__What you are asked to do__
Which lines of the entries below include "config"? List them all.

__Data__
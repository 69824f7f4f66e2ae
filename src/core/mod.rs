pub mod clock;
pub mod config;
pub mod error;
pub mod types;

pub use clock::{Clock, ManualClock, SystemClock};
pub use config::EngineConfig;
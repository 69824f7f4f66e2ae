//! Upgrade shop catalog
//!
//! Each upgrade carries a tagged effect. Adding an upgrade means adding a
//! catalog entry and, for a new kind of effect, one `UpgradeEffect` variant.

use serde::{Deserialize, Serialize};

use crate::core::types::Millis;

/// What an upgrade does once bought
#[derive(Debug, Clone, Copy, PartialEq, Serialize, Deserialize)]
#[serde(tag = "kind", rename_all = "snake_case")]
pub enum UpgradeEffect {
    /// Permanently raise the energy cap
    MaxEnergy { amount: u32 },
    /// Subtract from the post cooldown, never going below `floor_ms`
    CooldownReduction { amount_ms: Millis, floor_ms: Millis },
    /// Halve the post cooldown, never going below `floor_ms`
    CooldownHalving { floor_ms: Millis },
    /// Add to the follower-gain speed bonus
    SpeedBonus { amount: f64 },
    /// Unlock batch liking
    BatchActions,
    /// Unlock the periodic auto-engagement payout
    AutoEngagement,
    /// Flat bonus to the viral chance of post engagement
    ViralBoost,
    /// Halve (rounding up) every energy cost
    EnergyEfficiency,
}

/// A purchasable upgrade
#[derive(Debug, Clone, PartialEq, Serialize, Deserialize)]
pub struct Upgrade {
    pub id: String,
    pub name: String,
    #[serde(default)]
    pub description: String,
    /// Energy cost
    pub cost: u32,
    /// Title of the first career level that may buy it
    pub unlock_level: String,
    #[serde(default)]
    pub repeatable: bool,
    #[serde(default)]
    pub icon: String,
    pub effect: UpgradeEffect,
}

/// Default upgrade shop
pub fn default_upgrades() -> Vec<Upgrade> {
    let upgrade = |id: &str, name: &str, description: &str, cost: u32, unlock: &str, repeatable: bool, icon: &str, effect: UpgradeEffect| {
        Upgrade {
            id: id.into(),
            name: name.into(),
            description: description.into(),
            cost,
            unlock_level: unlock.into(),
            repeatable,
            icon: icon.into(),
            effect,
        }
    };

    vec![
        upgrade(
            "max_energy",
            "Energy Storage Upgrade",
            "Increase maximum energy capacity by 10",
            15,
            "Intern",
            true,
            "🔋",
            UpgradeEffect::MaxEnergy { amount: 10 },
        ),
        upgrade(
            "fast_posting",
            "Fast Posting",
            "Reduce post cooldown by 5 seconds",
            25,
            "Intern",
            true,
            "⏱️",
            UpgradeEffect::CooldownReduction { amount_ms: 5_000, floor_ms: 5_000 },
        ),
        upgrade(
            "ultra_fast_posting",
            "Ultra Fast Posting",
            "Cut remaining cooldown time in half",
            50,
            "Intern",
            true,
            "⚡",
            UpgradeEffect::CooldownHalving { floor_ms: 2_500 },
        ),
        upgrade(
            "batch_actions",
            "Batch Actions",
            "Like multiple posts at once with a single click",
            50,
            "Professional",
            false,
            "⚡",
            UpgradeEffect::BatchActions,
        ),
        upgrade(
            "auto_engagement",
            "Auto-Engagement",
            "Automatically gain followers every 10 seconds",
            100,
            "Manager",
            false,
            "🤖",
            UpgradeEffect::AutoEngagement,
        ),
        upgrade(
            "viral_boost",
            "Viral Boost",
            "Increase chance of posts going viral by 10%",
            150,
            "Director",
            false,
            "🔥",
            UpgradeEffect::ViralBoost,
        ),
        upgrade(
            "energy_efficiency",
            "Energy Efficiency",
            "All actions cost 50% less energy",
            200,
            "VP",
            false,
            "💚",
            UpgradeEffect::EnergyEfficiency,
        ),
        upgrade(
            "speed_multiplier",
            "Speed Multiplier Upgrade",
            "Permanently increase follower gains by 50%",
            300,
            "C-Suite",
            true,
            "🚀",
            UpgradeEffect::SpeedBonus { amount: 0.5 },
        ),
    ]
}
//! Time sources for the engine
//!
//! The engine never reads wall-clock time directly. Hosts pick a clock:
//! `SystemClock` for live sessions, `ManualClock` for tests and headless
//! runs where time only moves when the caller advances it.

use std::cell::Cell;
use std::rc::Rc;
use std::time::Instant;

use crate::core::types::Millis;

/// Source of "now" on the engine timeline
pub trait Clock {
    fn now(&self) -> Millis;
}

/// Milliseconds elapsed since the clock was created
#[derive(Debug, Clone, Copy)]
pub struct SystemClock {
    origin: Instant,
}

impl SystemClock {
    pub fn new() -> Self {
        Self {
            origin: Instant::now(),
        }
    }
}

impl Default for SystemClock {
    fn default() -> Self {
        Self::new()
    }
}

impl Clock for SystemClock {
    fn now(&self) -> Millis {
        self.origin.elapsed().as_millis() as Millis
    }
}

/// Caller-driven clock. Clones share the same time cell, so a test can keep
/// one handle while the engine owns another.
#[derive(Debug, Clone, Default)]
pub struct ManualClock {
    now: Rc<Cell<Millis>>,
}

impl ManualClock {
    pub fn new() -> Self {
        Self::default()
    }

    pub fn starting_at(now: Millis) -> Self {
        Self {
            now: Rc::new(Cell::new(now)),
        }
    }

    pub fn set(&self, now: Millis) {
        self.now.set(now);
    }

    pub fn advance(&self, by: Millis) {
        self.now.set(self.now.get() + by);
    }
}

impl Clock for ManualClock {
    fn now(&self) -> Millis {
        self.now.get()
    }
}
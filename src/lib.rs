//! GamedIn - Career progression idle simulation

pub mod core;
pub mod data;
pub mod progression;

__Task output__
pub mod config;
pub use config::EngineConfig;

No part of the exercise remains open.